▼

//! File destinations for file handlers.

use std::fs::{File, OpenOptions};
use std::io::{self, Write};
use std::path::{Path, PathBuf};

use tracing_appender::rolling::{RollingFileAppender, Rotation};

use crate::config::{FileMode, RollingPeriod};
use crate::{Error, Result};

/// A log file that optionally rotates by size.
///
/// Rotation renames `app.log` to `app.log.1`, shifting older backups up by
/// one and dropping anything past `backup_count`. With no backups the file is
/// truncated in place.
#[derive(Debug)]
pub struct FileSink {
    path: PathBuf,
    file: File,
    size: u64,
    max_bytes: u64,
    backup_count: usize,
}

impl FileSink {
    /// Open `path`, creating parent directories as needed.
    pub fn open(path: &Path, mode: FileMode) -> io::Result<Self> {
        if let Some(parent) = path.parent()
            && !parent.as_os_str().is_empty()
        {
            std::fs::create_dir_all(parent)?;
        }

        let file = open_file(path, mode)?;
        let size = file.metadata()?.len();

        Ok(Self {
            path: path.to_path_buf(),
            file,
            size,
            max_bytes: 0,
            backup_count: 0,
        })
    }

    /// Rotate once a write would take the file past `max_bytes`; 0 disables.
    pub fn with_size_rotation(mut self, max_bytes: u64, backup_count: usize) -> Self {
        self.max_bytes = max_bytes;
        self.backup_count = backup_count;
        self
    }

    pub fn path(&self) -> &Path {
        &self.path
    }

    fn needs_rotation(&self, incoming: usize) -> bool {
        self.max_bytes > 0 && self.size > 0 && self.size + incoming as u64 > self.max_bytes
    }

    fn backup_path(&self, index: usize) -> PathBuf {
        PathBuf::from(format!("{}.{}", self.path.display(), index))
    }

    fn rotate(&mut self) -> io::Result<()> {
        self.file.flush()?;

        if self.backup_count > 0 {
            for i in (1..self.backup_count).rev() {
                let from = self.backup_path(i);
                if from.exists() {
                    replace(&from, &self.backup_path(i + 1))?;
                }
            }
            replace(&self.path, &self.backup_path(1))?;
        }

        self.file = open_file(&self.path, FileMode::Truncate)?;
        self.size = 0;
        Ok(())
    }
}

impl Write for FileSink {
    fn write(&mut self, buf: &[u8]) -> io::Result<usize> {
        if self.needs_rotation(buf.len()) {
            self.rotate()?;
        }
        let written = self.file.write(buf)?;
        self.size += written as u64;
        Ok(written)
    }

    fn flush(&mut self) -> io::Result<()> {
        self.file.flush()
    }
}

fn replace(from: &Path, to: &Path) -> io::Result<()> {
    if to.exists() {
        std::fs::remove_file(to)?;
    }
    std::fs::rename(from, to)
}

fn open_file(path: &Path, mode: FileMode) -> io::Result<File> {
    let mut options = OpenOptions::new();
    options.create(true);
    match mode {
        FileMode::Append => options.append(true),
        FileMode::Truncate => options.write(true).truncate(true),
    };
    options.open(path)
}

/// Build a time-rotated appender writing `<file name>.<date>` next to `path`.
pub fn rolling_appender(
    path: &Path,
    period: RollingPeriod,
    backup_count: usize,
) -> Result<RollingFileAppender> {
    let rotation = match period {
        RollingPeriod::Never => Rotation::NEVER,
        RollingPeriod::Minutely => Rotation::MINUTELY,
        RollingPeriod::Hourly => Rotation::HOURLY,
        RollingPeriod::Daily => Rotation::DAILY,
    };

    let dir = path
        .parent()
        .filter(|p| !p.as_os_str().is_empty())
        .unwrap_or(Path::new("."));
    let prefix = path
        .file_name()
        .ok_or_else(|| Error::Config(format!("log file {} has no file name", path.display())))?
        .to_string_lossy()
        .into_owned();

    let mut builder = RollingFileAppender::builder()
        .rotation(rotation)
        .filename_prefix(prefix);
    if backup_count > 0 {
        builder = builder.max_log_files(backup_count);
    }

    builder
        .build(dir)
        .map_err(|e| Error::Init(format!("rolling appender for {}: {e}", path.display())))
}

#[cfg(test)]
mod tests {
    use super::*;

    #[test]
    fn test_file_sink_creates_parent_dir() {
        let dir = tempfile::tempdir().unwrap();
        let nested = dir.path().join("nested/inner");
        let log_path = nested.join("test.log");
        assert!(!nested.exists());

        let mut sink = FileSink::open(&log_path, FileMode::Append).expect("open sink");
        assert_eq!(sink.path(), log_path.as_path());
        sink.write_all(b"hello parent\n").unwrap();
        sink.flush().unwrap();

        let content = std::fs::read_to_string(&log_path).unwrap();
        assert!(content.contains("hello parent"));
    }

    #[test]
    fn test_file_sink_appends_or_truncates() {
        let dir = tempfile::tempdir().unwrap();
        let log_path = dir.path().join("test.log");
        std::fs::write(&log_path, "existing content\n").unwrap();

        let mut sink = FileSink::open(&log_path, FileMode::Append).unwrap();
        sink.write_all(b"new content\n").unwrap();
        drop(sink);
        let content = std::fs::read_to_string(&log_path).unwrap();
        assert_eq!(content, "existing content\nnew content\n");

        let mut sink = FileSink::open(&log_path, FileMode::Truncate).unwrap();
        sink.write_all(b"fresh\n").unwrap();
        drop(sink);
        assert_eq!(std::fs::read_to_string(&log_path).unwrap(), "fresh\n");
    }

    #[test]
    fn test_size_rotation_keeps_backup_count() {
        let dir = tempfile::tempdir().unwrap();
        let log_path = dir.path().join("test.log");

        let mut sink = FileSink::open(&log_path, FileMode::Append)
            .unwrap()
            .with_size_rotation(20, 2);
        for i in 0..5 {
            sink.write_all(format!("line {i} padding...\n").as_bytes())
                .unwrap();
        }
        sink.flush().unwrap();

        // Two lines exceed 20 bytes, so every write after the first rotates.
        assert_eq!(std::fs::read_to_string(&log_path).unwrap(), "line 4 padding...\n");
        assert_eq!(
            std::fs::read_to_string(dir.path().join("test.log.1")).unwrap(),
            "line 3 padding...\n"
        );
        assert_eq!(
            std::fs::read_to_string(dir.path().join("test.log.2")).unwrap(),
            "line 2 padding...\n"
        );
        assert!(!dir.path().join("test.log.3").exists());
    }

    #[test]
    fn test_size_rotation_without_backups_truncates() {
        let dir = tempfile::tempdir().unwrap();
        let log_path = dir.path().join("test.log");

        let mut sink = FileSink::open(&log_path, FileMode::Append)
            .unwrap()
            .with_size_rotation(10, 0);
        sink.write_all(b"first line\n").unwrap();
        sink.write_all(b"second line\n").unwrap();
        sink.flush().unwrap();

        assert_eq!(std::fs::read_to_string(&log_path).unwrap(), "second line\n");
        assert!(!dir.path().join("test.log.1").exists());
    }

    #[test]
    fn test_rolling_appender_uses_file_name_as_prefix() {
        let dir = tempfile::tempdir().unwrap();
        let log_path = dir.path().join("app.log");

        let mut appender = rolling_appender(&log_path, RollingPeriod::Daily, 3).unwrap();
        appender.write_all(b"rolled\n").unwrap();
        appender.flush().unwrap();

        let names: Vec<String> = std::fs::read_dir(dir.path())
            .unwrap()
            .filter_map(|e| e.ok())
            .map(|e| e.file_name().to_string_lossy().into_owned())
            .collect();
        assert!(
            names.iter().any(|n| n.starts_with("app.log.")),
            "expected a dated app.log file, found {names:?}"
        );
    }
}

▲

YOUR TASK:
Repeat every line of the records above exactly.

RESULT:
//! File destinations for file handlers.

use std::fs::{File, OpenOptions};
use std::io::{self, Write};
use std::path::{Path, PathBuf};

use tracing_appender::rolling::{RollingFileAppender, Rotation};

use crate::config::{FileMode, RollingPeriod};
use crate::{Error, Result};

/// A log file that optionally rotates by size.
///
/// Rotation renames `app.log` to `app.log.1`, shifting older backups up by
/// one and dropping anything past `backup_count`. With no backups the file is
/// truncated in place.
#[derive(Debug)]
pub struct FileSink {
    path: PathBuf,
    file: File,
    size: u64,
    max_bytes: u64,
    backup_count: usize,
}

impl FileSink {
    /// Open `path`, creating parent directories as needed.
    pub fn open(path: &Path, mode: FileMode) -> io::Result<Self> {
        if let Some(parent) = path.parent()
            && !parent.as_os_str().is_empty()
        {
            std::fs::create_dir_all(parent)?;
        }

        let file = open_file(path, mode)?;
        let size = file.metadata()?.len();

        Ok(Self {
            path: path.to_path_buf(),
            file,
            size,
            max_bytes: 0,
            backup_count: 0,
        })
    }

    /// Rotate once a write would take the file past `max_bytes`; 0 disables.
    pub fn with_size_rotation(mut self, max_bytes: u64, backup_count: usize) -> Self {
        self.max_bytes = max_bytes;
        self.backup_count = backup_count;
        self
    }

    pub fn path(&self) -> &Path {
        &self.path
    }

    fn needs_rotation(&self, incoming: usize) -> bool {
        self.max_bytes > 0 && self.size > 0 && self.size + incoming as u64 > self.max_bytes
    }

    fn backup_path(&self, index: usize) -> PathBuf {
        PathBuf::from(format!("{}.{}", self.path.display(), index))
    }

    fn rotate(&mut self) -> io::Result<()> {
        self.file.flush()?;

        if self.backup_count > 0 {
            for i in (1..self.backup_count).rev() {
                let from = self.backup_path(i);
                if from.exists() {
                    replace(&from, &self.backup_path(i + 1))?;
                }
            }
            replace(&self.path, &self.backup_path(1))?;
        }

        self.file = open_file(&self.path, FileMode::Truncate)?;
        self.size = 0;
        Ok(())
    }
}

impl Write for FileSink {
    fn write(&mut self, buf: &[u8]) -> io::Result<usize> {
        if self.needs_rotation(buf.len()) {
            self.rotate()?;
        }
        let written = self.file.write(buf)?;
        self.size += written as u64;
        Ok(written)
    }

    fn flush(&mut self) -> io::Result<()> {
        self.file.flush()
    }
}

fn replace(from: &Path, to: &Path) -> io::Result<()> {
    if to.exists() {
        std::fs::remove_file(to)?;
    }
    std::fs::rename(from, to)
}

fn open_file(path: &Path, mode: FileMode) -> io::Result<File> {
    let mut options = OpenOptions::new();
    options.create(true);
    match mode {
        FileMode::Append => options.append(true),
        FileMode::Truncate => options.write(true).truncate(true),
    };
    options.open(path)
}

/// Build a time-rotated appender writing `<file name>.<date>` next to `path`.
pub fn rolling_appender(
    path: &Path,
    period: RollingPeriod,
    backup_count: usize,
) -> Result<RollingFileAppender> {
    let rotation = match period {
        RollingPeriod::Never => Rotation::NEVER,
        RollingPeriod::Minutely => Rotation::MINUTELY,
        RollingPeriod::Hourly => Rotation::HOURLY,
        RollingPeriod::Daily => Rotation::DAILY,
    };

    let dir = path
        .parent()
        .filter(|p| !p.as_os_str().is_empty())
        .unwrap_or(Path::new("."));
    let prefix = path
        .file_name()
        .ok_or_else(|| Error::Config(format!("log file {} has no file name", path.display())))?
        .to_string_lossy()
        .into_owned();

    let mut builder = RollingFileAppender::builder()
        .rotation(rotation)
        .filename_prefix(prefix);
    if backup_count > 0 {
        builder = builder.max_log_files(backup_count);
    }

    builder
        .build(dir)
        .map_err(|e| Error::Init(format!("rolling appender for {}: {e}", path.display())))
}

#[cfg(test)]
mod tests {
    use super::*;

    #[test]
    fn test_file_sink_creates_parent_dir() {
        let dir = tempfile::tempdir().unwrap();
        let nested = dir.path().join("nested/inner");
        let log_path = nested.join("test.log");
        assert!(!nested.exists());

        let mut sink = FileSink::open(&log_path, FileMode::Append).expect("open sink");
        assert_eq!(sink.path(), log_path.as_path());
        sink.write_all(b"hello parent\n").unwrap();
        sink.flush().unwrap();

        let content = std::fs::read_to_string(&log_path).unwrap();
        assert!(content.contains("hello parent"));
    }

    #[test]
    fn test_file_sink_appends_or_truncates() {
        let dir = tempfile::tempdir().unwrap();
        let log_path = dir.path().join("test.log");
        std::fs::write(&log_path, "existing content\n").unwrap();

        let mut sink = FileSink::open(&log_path, FileMode::Append).unwrap();
        sink.write_all(b"new content\n").unwrap();
        drop(sink);
        let content = std::fs::read_to_string(&log_path).unwrap();
        assert_eq!(content, "existing content\nnew content\n");

        let mut sink = FileSink::open(&log_path, FileMode::Truncate).unwrap();
        sink.write_all(b"fresh\n").unwrap();
        drop(sink);
        assert_eq!(std::fs::read_to_string(&log_path).unwrap(), "fresh\n");
    }

    #[test]
    fn test_size_rotation_keeps_backup_count() {
        let dir = tempfile::tempdir().unwrap();
        let log_path = dir.path().join("test.log");

        let mut sink = FileSink::open(&log_path, FileMode::Append)
            .unwrap()
            .with_size_rotation(20, 2);
        for i in 0..5 {
            sink.write_all(format!("line {i} padding...\n").as_bytes())
                .unwrap();
        }
        sink.flush().unwrap();

        // Two lines exceed 20 bytes, so every write after the first rotates.
        assert_eq!(std::fs::read_to_string(&log_path).unwrap(), "line 4 padding...\n");
        assert_eq!(
            std::fs::read_to_string(dir.path().join("test.log.1")).unwrap(),
            "line 3 padding...\n"
        );
        assert_eq!(
            std::fs::read_to_string(dir.path().join("test.log.2")).unwrap(),
            "line 2 padding...\n"
        );
        assert!(!dir.path().join("test.log.3").exists());
    }

    #[test]
    fn test_size_rotation_without_backups_truncates() {
        let dir = tempfile::tempdir().unwrap();
        let log_path = dir.path().join("test.log");

        let mut sink = FileSink::open(&log_path, FileMode::Append)
            .unwrap()
            .with_size_rotation(10, 0);
        sink.write_all(b"first line\n").unwrap();
        sink.write_all(b"second line\n").unwrap();
        sink.flush().unwrap();

        assert_eq!(std::fs::read_to_string(&log_path).unwrap(), "second line\n");
        assert!(!dir.path().join("test.log.1").exists());
    }

    #[test]
    fn test_rolling_appender_uses_file_name_as_prefix() {
        let dir = tempfile::tempdir().unwrap();
        let log_path = dir.path().join("app.log");

        let mut appender = rolling_appender(&log_path, RollingPeriod::Daily, 3).unwrap();
        appender.write_all(b"rolled\n").unwrap();
        appender.flush().unwrap();

        let names: Vec<String> = std::fs::read_dir(dir.path())
            .unwrap()
            .filter_map(|e| e.ok())
            .map(|e| e.file_name().to_string_lossy().into_owned())
            .collect();
        assert!(
            names.iter().any(|n| n.starts_with("app.log.")),
            "expected a dated app.log file, found {names:?}"
        );
    }
}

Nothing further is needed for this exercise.